Physical properties of root cementum: Part 21. Extent of root resorption after the application of 2.5°and 15°tips for 4 weeks: A microcomputed tomography study
- Publication Type:
- Journal Article
- American Journal of Orthodontics and Dentofacial Orthopedics, 2011, 140 (6)
- Issue Date:
Introduction: Microcomputed tomography offers a unique opportunity to accurately examine orthodontically induced inflammatory root resorption. The aims of this study were to quantify, in 3 dimensions, the amount of root resorption caused by placing heavy and light distal root tipping forces on premolars and to compare the prevalence of root resorption in different areas of the tooth. Methods: Thirty maxillary first premolars from 15 patients who were to have these teeth extracted as part of their orthodontic treatment were selected for this study. Each tooth in the same patient was randomly chosen to have either a 2.5°or a 15°distal root tipping bend placed for 4 weeks. After the experimental period, the teeth were extracted according to a strict protocol to prevent damage to the root.

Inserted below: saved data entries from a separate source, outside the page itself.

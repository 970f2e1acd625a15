//! Messages exchanged between the pool's main side and its worker threads.
//!
//! main → worker: `Option<WorkerJob<In>>`, where `None` is the end-of-input
//! sentinel. worker → main: [`WorkerEvent<Out>`].

use crate::error::Result;

/// One item sent to a worker. `index` is the global dispatch sequence
/// number and the correlation key for the result.
#[derive(Debug)]
pub struct WorkerJob<T> {
    pub index: u64,
    pub payload: T,
}

#[derive(Debug)]
pub struct WorkerResult<T> {
    pub index: u64,
    pub worker_index: usize,
    pub outcome: Result<T>,
}

#[derive(Debug)]
pub enum WorkerEvent<T> {
    /// The worker was constructed and is waiting for jobs.
    Ready { worker_index: usize },
    Result(WorkerResult<T>),
    /// The worker saw the sentinel, finished its queue and returned.
    Exited { worker_index: usize },
    /// The worker could not start or panicked. Fatal to the pool.
    Failed { worker_index: usize, message: String },
}

/// Lifecycle of one worker as seen from the main side.
#[derive(Debug, Clone, Copy, PartialEq, Eq)]
pub enum WorkerState {
    Starting,
    Ready,
    Busy,
    Draining,
    Exited,
}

They were then imaged by a microcomputed tomography scan x-ray system (SkyScan 1172, SkyScan, Aartselaar, Belgium) and analyzed by software designed for volumetric measurements. Results: A significant difference was found in the amount of total root resorption between light and heavy forces (P =.021). The mean cube root volumes of the resorption craters in the 15°tip-bend group were greater than in the 2.5°tip-bend group. This significance was lost when the tooth was divided into vertical thirds, although a trend was still present. When the areas of expected compression in the periodontal ligament were compared with the areas of expected tension, significance was seen in the apical and cervical thirds only. Conclusions: Based on this experiment, one can conclude that a 15°distal root tip bend causes more orthodontically induced inflammatory root resorption than a 2.5°distal root tip bend. Furthermore, greater root resorption was found in areas under pressure when compared with areas under tension. Copyright © 2011 by the American Association of Orthodontists.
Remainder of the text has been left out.